How to complete this task: Entries must be copied exactly, with nothing left out.

Dataset entries
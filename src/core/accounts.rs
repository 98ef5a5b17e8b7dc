// EN: src/core/accounts.rs

use crate::models::Account;
use ed25519_dalek::SigningKey;
use rand::rngs::OsRng;
use sha3::{Digest, Sha3_256};
use thiserror::Error;

/// Authentication-key scheme byte for single Ed25519 keys.
const ED25519_SCHEME: u8 = 0x00;

/// Account generation errors.
#[derive(Error, Debug)]
pub enum AccountError {
    /// The generator could not produce a keypair.
    #[error("Keypair generation failed: {0}")]
    Generation(String),
}

/// Produces fresh keypairs. Implementations may delegate to anything that can mint keys.
pub trait KeypairGenerator: Send + Sync {
    /// Returns a new, unused keypair.
    fn generate_keypair(&self) -> Result<Account, AccountError>;
}

/// Generates Ed25519 keys locally from the OS random source.
#[derive(Debug, Default, Clone, Copy)]
pub struct Ed25519Generator;

impl KeypairGenerator for Ed25519Generator {
    fn generate_keypair(&self) -> Result<Account, AccountError> {
        let signing_key = SigningKey::generate(&mut OsRng);
        let public_key = signing_key.verifying_key().to_bytes();
        Ok(Account {
            address: derive_address(&public_key),
            private_key_hex: format!("0x{}", hex::encode(signing_key.to_bytes())),
            public_key_hex: format!("0x{}", hex::encode(public_key)),
        })
    }
}

/// The account address of a single-key Ed25519 account: `sha3_256(pubkey || scheme)`.
pub fn derive_address(public_key: &[u8]) -> String {
    let mut hasher = Sha3_256::new();
    hasher.update(public_key);
    hasher.update([ED25519_SCHEME]);
    format!("0x{}", hex::encode(hasher.finalize()))
}

/// Hands out ephemeral sender identities. Keeps no record of what it produced.
pub struct AccountFactory {
    generator: Box<dyn KeypairGenerator>,
}

impl AccountFactory {
    /// A factory backed by a custom generator.
    pub fn new(generator: impl KeypairGenerator + 'static) -> Self {
        Self {
            generator: Box::new(generator),
        }
    }

    /// Mints one new account. Nothing is recorded on chain until it is funded.
    pub fn create_account(&self) -> Result<Account, AccountError> {
        let account = self.generator.generate_keypair()?;
        log::debug!("Generated account {}", account.address);
        Ok(account)
    }
}

impl Default for AccountFactory {
    fn default() -> Self {
        Self::new(Ed25519Generator)
    }
}

impl std::fmt::Debug for AccountFactory {
    fn fmt(&self, f: &mut std::fmt::Formatter<'_>) -> std::fmt::Result {
        f.debug_struct("AccountFactory").finish_non_exhaustive()
    }
}

#[cfg(test)]
mod tests {
    use super::*;

    #[test]
    fn test_generated_account_is_consistent() {
        let account = AccountFactory::default().create_account().unwrap();

        assert!(account.address.starts_with("0x"));
        assert_eq!(account.address.len(), 2 + 64);
        assert_eq!(account.private_key_hex.len(), 2 + 64);
        assert_eq!(account.public_key_hex.len(), 2 + 64);

        // The private key must reproduce the public key, which must reproduce the address.
        let secret: [u8; 32] = hex::decode(&account.private_key_hex[2..])
            .unwrap()
            .try_into()
            .unwrap();
        let public = SigningKey::from_bytes(&secret).verifying_key().to_bytes();
        assert_eq!(account.public_key_hex, format!("0x{}", hex::encode(public)));
        assert_eq!(account.address, derive_address(&public));
    }

    #[test]
    fn test_accounts_are_unique() {
        let factory = AccountFactory::default();
        let a = factory.create_account().unwrap();
        let b = factory.create_account().unwrap();
        assert_ne!(a.address, b.address);
        assert_ne!(a.private_key_hex, b.private_key_hex);
    }

    struct FixedGenerator;

    impl KeypairGenerator for FixedGenerator {
        fn generate_keypair(&self) -> Result<Account, AccountError> {
            Ok(Account {
                address: "0xa11ce".to_string(),
                private_key_hex: "0x01".to_string(),
                public_key_hex: "0x02".to_string(),
            })
        }
    }

    struct BrokenGenerator;

    impl KeypairGenerator for BrokenGenerator {
        fn generate_keypair(&self) -> Result<Account, AccountError> {
            Err(AccountError::Generation("no entropy".to_string()))
        }
    }

    #[test]
    fn test_factory_delegates_to_generator() {
        let account = AccountFactory::new(FixedGenerator).create_account().unwrap();
        assert_eq!(account.address, "0xa11ce");

        let err = AccountFactory::new(BrokenGenerator).create_account().unwrap_err();
        assert!(err.to_string().contains("no entropy"));
    }
}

Task answer:
filename src/core/accounts.rs
repository 98ef5a5b17e8b7dc
// EN: src/core/accounts.rs

use crate::models::Account;
use ed25519_dalek::SigningKey;
use rand::rngs::OsRng;
use sha3::{Digest, Sha3_256};
use thiserror::Error;

/// Authentication-key scheme byte for single Ed25519 keys.
const ED25519_SCHEME: u8 = 0x00;

/// Account generation errors.
#[derive(Error, Debug)]
pub enum AccountError {
    /// The generator could not produce a keypair.
    #[error("Keypair generation failed: {0}")]
    Generation(String),
}

/// Produces fresh keypairs. Implementations may delegate to anything that can mint keys.
pub trait KeypairGenerator: Send + Sync {
    /// Returns a new, unused keypair.
    fn generate_keypair(&self) -> Result<Account, AccountError>;
}

/// Generates Ed25519 keys locally from the OS random source.
#[derive(Debug, Default, Clone, Copy)]
pub struct Ed25519Generator;

impl KeypairGenerator for Ed25519Generator {
    fn generate_keypair(&self) -> Result<Account, AccountError> {
        let signing_key = SigningKey::generate(&mut OsRng);
        let public_key = signing_key.verifying_key().to_bytes();
        Ok(Account {
            address: derive_address(&public_key),
            private_key_hex: format!("0x{}", hex::encode(signing_key.to_bytes())),
            public_key_hex: format!("0x{}", hex::encode(public_key)),
        })
    }
}

/// The account address of a single-key Ed25519 account: `sha3_256(pubkey || scheme)`.
pub fn derive_address(public_key: &[u8]) -> String {
    let mut hasher = Sha3_256::new();
    hasher.update(public_key);
    hasher.update([ED25519_SCHEME]);
    format!("0x{}", hex::encode(hasher.finalize()))
}

/// Hands out ephemeral sender identities. Keeps no record of what it produced.
pub struct AccountFactory {
    generator: Box<dyn KeypairGenerator>,
}

impl AccountFactory {
    /// A factory backed by a custom generator.
    pub fn new(generator: impl KeypairGenerator + 'static) -> Self {
        Self {
            generator: Box::new(generator),
        }
    }

    /// Mints one new account. Nothing is recorded on chain until it is funded.
    pub fn create_account(&self) -> Result<Account, AccountError> {
        let account = self.generator.generate_keypair()?;
        log::debug!("Generated account {}", account.address);
        Ok(account)
    }
}

impl Default for AccountFactory {
    fn default() -> Self {
        Self::new(Ed25519Generator)
    }
}

impl std::fmt::Debug for AccountFactory {
    fn fmt(&self, f: &mut std::fmt::Formatter<'_>) -> std::fmt::Result {
        f.debug_struct("AccountFactory").finish_non_exhaustive()
    }
}

#[cfg(test)]
mod tests {
    use super::*;

    #[test]
    fn test_generated_account_is_consistent() {
        let account = AccountFactory::default().create_account().unwrap();

        assert!(account.address.starts_with("0x"));
        assert_eq!(account.address.len(), 2 + 64);
        assert_eq!(account.private_key_hex.len(), 2 + 64);
        assert_eq!(account.public_key_hex.len(), 2 + 64);

        // The private key must reproduce the public key, which must reproduce the address.
        let secret: [u8; 32] = hex::decode(&account.private_key_hex[2..])
            .unwrap()
            .try_into()
            .unwrap();
        let public = SigningKey::from_bytes(&secret).verifying_key().to_bytes();
        assert_eq!(account.public_key_hex, format!("0x{}", hex::encode(public)));
        assert_eq!(account.address, derive_address(&public));
    }

    #[test]
    fn test_accounts_are_unique() {
        let factory = AccountFactory::default();
        let a = factory.create_account().unwrap();
        let b = factory.create_account().unwrap();
        assert_ne!(a.address, b.address);
        assert_ne!(a.private_key_hex, b.private_key_hex);
    }

    struct FixedGenerator;

    impl KeypairGenerator for FixedGenerator {
        fn generate_keypair(&self) -> Result<Account, AccountError> {
            Ok(Account {
                address: "0xa11ce".to_string(),
                private_key_hex: "0x01".to_string(),
                public_key_hex: "0x02".to_string(),
            })
        }
    }

    struct BrokenGenerator;

    impl KeypairGenerator for BrokenGenerator {
        fn generate_keypair(&self) -> Result<Account, AccountError> {
            Err(AccountError::Generation("no entropy".to_string()))
        }
    }

    #[test]
    fn test_factory_delegates_to_generator() {
        let account = AccountFactory::new(FixedGenerator).create_account().unwrap();
        assert_eq!(account.address, "0xa11ce");

        let err = AccountFactory::new(BrokenGenerator).create_account().unwrap_err();
        assert!(err.to_string().contains("no entropy"));
    }
}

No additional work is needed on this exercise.